Work required — Go over the data and copy out each line with "upsert" in it.

Data —
*** Begin section ***

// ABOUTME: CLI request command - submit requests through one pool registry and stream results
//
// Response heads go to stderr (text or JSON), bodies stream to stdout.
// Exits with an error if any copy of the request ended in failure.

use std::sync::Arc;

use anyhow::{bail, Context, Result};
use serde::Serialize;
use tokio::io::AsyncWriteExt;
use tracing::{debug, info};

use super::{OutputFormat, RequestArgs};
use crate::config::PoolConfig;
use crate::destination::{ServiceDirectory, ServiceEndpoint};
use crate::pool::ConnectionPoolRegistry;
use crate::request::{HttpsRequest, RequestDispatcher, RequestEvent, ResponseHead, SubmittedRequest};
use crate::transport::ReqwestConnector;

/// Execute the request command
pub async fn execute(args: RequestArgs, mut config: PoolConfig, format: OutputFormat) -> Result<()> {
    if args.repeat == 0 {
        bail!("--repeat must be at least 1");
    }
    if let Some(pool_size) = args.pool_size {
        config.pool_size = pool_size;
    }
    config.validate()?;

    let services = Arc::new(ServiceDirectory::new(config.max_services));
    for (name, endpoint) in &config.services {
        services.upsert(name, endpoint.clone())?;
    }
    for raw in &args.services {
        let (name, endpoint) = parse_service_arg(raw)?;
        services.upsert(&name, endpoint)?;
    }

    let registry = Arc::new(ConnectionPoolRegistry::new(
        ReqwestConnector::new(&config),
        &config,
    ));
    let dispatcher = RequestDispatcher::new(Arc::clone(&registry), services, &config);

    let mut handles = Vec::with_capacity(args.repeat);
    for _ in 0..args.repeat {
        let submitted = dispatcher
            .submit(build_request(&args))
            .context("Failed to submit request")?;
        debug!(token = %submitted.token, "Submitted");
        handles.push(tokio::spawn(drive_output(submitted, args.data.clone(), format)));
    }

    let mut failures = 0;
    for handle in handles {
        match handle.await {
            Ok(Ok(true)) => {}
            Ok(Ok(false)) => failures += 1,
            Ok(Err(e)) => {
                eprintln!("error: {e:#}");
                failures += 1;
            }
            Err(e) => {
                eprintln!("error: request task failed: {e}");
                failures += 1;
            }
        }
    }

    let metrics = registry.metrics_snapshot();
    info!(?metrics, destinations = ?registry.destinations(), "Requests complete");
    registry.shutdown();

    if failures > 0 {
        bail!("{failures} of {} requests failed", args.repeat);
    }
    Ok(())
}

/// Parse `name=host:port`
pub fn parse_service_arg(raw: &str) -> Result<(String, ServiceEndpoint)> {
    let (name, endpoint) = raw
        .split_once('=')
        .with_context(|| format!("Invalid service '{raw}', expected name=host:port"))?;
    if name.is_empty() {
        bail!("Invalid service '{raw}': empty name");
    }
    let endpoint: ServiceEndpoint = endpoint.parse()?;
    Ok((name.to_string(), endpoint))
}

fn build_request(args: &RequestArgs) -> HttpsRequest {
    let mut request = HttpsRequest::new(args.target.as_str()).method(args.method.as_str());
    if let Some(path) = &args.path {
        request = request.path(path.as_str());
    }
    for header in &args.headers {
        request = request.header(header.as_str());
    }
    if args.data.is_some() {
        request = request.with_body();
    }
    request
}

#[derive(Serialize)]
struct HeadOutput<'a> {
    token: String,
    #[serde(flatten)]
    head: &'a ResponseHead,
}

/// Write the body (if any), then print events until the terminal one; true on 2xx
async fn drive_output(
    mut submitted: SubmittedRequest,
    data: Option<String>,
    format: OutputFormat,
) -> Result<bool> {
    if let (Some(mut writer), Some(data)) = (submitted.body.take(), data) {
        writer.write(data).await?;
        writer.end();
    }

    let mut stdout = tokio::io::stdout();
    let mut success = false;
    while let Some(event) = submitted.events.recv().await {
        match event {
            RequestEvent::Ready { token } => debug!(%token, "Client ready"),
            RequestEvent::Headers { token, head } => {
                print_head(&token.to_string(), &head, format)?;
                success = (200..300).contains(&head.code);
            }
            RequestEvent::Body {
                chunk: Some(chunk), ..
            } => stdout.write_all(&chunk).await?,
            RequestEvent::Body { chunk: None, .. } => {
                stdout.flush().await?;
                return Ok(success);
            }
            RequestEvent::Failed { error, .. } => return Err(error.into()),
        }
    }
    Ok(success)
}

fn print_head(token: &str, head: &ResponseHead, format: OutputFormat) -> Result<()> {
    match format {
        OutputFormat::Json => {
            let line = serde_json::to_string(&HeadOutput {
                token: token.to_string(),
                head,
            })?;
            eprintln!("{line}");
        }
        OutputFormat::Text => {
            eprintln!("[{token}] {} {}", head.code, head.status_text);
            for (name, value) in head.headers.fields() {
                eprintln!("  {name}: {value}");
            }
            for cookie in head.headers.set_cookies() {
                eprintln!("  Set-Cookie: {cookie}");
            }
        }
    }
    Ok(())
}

*** End section ***
*** Begin section ***

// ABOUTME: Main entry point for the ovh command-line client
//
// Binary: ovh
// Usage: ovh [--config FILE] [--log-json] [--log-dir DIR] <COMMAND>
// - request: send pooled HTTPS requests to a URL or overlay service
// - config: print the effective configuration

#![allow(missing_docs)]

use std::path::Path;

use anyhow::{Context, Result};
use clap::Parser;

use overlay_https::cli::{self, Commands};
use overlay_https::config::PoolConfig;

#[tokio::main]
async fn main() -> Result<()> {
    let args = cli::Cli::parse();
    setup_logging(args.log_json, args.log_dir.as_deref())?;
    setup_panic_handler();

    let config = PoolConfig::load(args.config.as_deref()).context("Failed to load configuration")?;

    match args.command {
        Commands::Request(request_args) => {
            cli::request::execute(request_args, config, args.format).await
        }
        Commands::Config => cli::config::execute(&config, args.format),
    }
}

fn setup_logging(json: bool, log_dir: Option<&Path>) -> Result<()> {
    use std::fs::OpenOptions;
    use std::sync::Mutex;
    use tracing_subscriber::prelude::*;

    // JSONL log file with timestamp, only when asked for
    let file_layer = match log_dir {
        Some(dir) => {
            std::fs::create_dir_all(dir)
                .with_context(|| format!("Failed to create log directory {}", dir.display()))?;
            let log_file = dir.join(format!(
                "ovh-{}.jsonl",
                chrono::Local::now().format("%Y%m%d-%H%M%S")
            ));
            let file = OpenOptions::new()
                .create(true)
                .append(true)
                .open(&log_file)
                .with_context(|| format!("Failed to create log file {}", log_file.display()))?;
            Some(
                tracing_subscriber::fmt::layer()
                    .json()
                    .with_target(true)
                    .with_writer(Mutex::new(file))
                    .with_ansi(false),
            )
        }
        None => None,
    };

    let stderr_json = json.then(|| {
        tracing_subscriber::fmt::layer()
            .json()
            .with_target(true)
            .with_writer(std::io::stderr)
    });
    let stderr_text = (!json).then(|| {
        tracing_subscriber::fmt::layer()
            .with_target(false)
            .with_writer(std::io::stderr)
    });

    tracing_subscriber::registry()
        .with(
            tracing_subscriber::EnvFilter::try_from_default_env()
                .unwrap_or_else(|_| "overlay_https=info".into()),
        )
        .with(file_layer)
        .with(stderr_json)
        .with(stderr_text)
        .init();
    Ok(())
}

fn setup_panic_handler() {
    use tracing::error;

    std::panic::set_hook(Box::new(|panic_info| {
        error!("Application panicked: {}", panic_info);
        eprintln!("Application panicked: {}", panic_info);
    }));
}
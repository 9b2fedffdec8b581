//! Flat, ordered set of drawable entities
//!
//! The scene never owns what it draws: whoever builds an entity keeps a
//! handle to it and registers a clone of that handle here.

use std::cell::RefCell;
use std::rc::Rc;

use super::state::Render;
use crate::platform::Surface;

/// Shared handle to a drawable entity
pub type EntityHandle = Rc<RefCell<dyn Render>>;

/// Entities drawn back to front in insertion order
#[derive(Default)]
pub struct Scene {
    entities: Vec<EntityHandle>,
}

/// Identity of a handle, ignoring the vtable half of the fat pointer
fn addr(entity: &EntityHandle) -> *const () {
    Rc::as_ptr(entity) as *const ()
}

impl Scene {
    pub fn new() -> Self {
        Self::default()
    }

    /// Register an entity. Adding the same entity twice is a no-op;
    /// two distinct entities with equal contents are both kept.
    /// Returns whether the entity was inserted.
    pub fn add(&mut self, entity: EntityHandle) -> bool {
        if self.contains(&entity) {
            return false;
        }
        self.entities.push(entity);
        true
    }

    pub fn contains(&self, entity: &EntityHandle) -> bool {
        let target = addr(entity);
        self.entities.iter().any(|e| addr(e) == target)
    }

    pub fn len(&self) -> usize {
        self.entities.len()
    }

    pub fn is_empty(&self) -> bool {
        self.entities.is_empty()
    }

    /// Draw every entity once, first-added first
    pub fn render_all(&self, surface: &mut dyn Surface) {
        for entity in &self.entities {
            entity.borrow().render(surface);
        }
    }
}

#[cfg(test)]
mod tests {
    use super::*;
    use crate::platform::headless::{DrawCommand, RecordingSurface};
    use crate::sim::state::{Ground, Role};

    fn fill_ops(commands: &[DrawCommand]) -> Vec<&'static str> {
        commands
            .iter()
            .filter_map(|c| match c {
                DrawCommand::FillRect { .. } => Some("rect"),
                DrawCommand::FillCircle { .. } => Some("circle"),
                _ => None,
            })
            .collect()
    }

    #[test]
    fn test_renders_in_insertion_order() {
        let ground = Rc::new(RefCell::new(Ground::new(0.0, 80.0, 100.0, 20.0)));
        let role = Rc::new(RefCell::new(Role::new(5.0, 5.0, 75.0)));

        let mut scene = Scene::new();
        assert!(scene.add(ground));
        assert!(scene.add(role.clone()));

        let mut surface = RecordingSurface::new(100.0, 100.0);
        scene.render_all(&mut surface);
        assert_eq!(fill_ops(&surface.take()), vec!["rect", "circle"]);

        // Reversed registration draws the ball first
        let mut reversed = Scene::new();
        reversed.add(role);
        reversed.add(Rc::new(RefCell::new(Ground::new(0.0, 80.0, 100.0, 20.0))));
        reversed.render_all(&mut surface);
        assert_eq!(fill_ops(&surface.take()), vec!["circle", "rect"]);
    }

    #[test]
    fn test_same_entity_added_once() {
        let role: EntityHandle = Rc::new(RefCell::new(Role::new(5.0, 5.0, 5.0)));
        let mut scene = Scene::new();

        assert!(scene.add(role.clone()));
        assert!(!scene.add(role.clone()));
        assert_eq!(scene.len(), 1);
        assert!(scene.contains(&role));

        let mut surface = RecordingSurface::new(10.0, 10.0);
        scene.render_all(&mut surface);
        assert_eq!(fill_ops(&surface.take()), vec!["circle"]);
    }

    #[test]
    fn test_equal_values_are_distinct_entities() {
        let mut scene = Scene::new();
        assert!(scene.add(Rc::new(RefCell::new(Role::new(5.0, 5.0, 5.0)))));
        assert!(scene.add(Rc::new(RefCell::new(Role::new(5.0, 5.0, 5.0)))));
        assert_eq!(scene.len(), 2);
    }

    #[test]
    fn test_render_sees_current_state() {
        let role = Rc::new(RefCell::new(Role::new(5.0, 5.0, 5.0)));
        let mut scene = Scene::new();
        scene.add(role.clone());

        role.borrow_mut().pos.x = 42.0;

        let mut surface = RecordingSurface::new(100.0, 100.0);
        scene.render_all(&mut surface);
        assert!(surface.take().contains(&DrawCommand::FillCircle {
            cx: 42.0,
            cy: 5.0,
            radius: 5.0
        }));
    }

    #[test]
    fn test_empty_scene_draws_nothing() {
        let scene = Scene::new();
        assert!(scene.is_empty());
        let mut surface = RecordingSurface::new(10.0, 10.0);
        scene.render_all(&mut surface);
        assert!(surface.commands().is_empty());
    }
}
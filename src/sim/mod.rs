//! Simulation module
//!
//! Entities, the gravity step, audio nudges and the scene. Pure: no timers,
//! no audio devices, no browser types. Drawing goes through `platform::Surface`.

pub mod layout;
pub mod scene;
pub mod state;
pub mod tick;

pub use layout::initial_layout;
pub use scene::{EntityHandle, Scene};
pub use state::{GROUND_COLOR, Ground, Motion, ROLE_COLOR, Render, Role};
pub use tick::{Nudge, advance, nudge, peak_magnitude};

*** End section ***

Task answer —
        services.upsert(name, endpoint.clone())?;
        services.upsert(&name, endpoint)?;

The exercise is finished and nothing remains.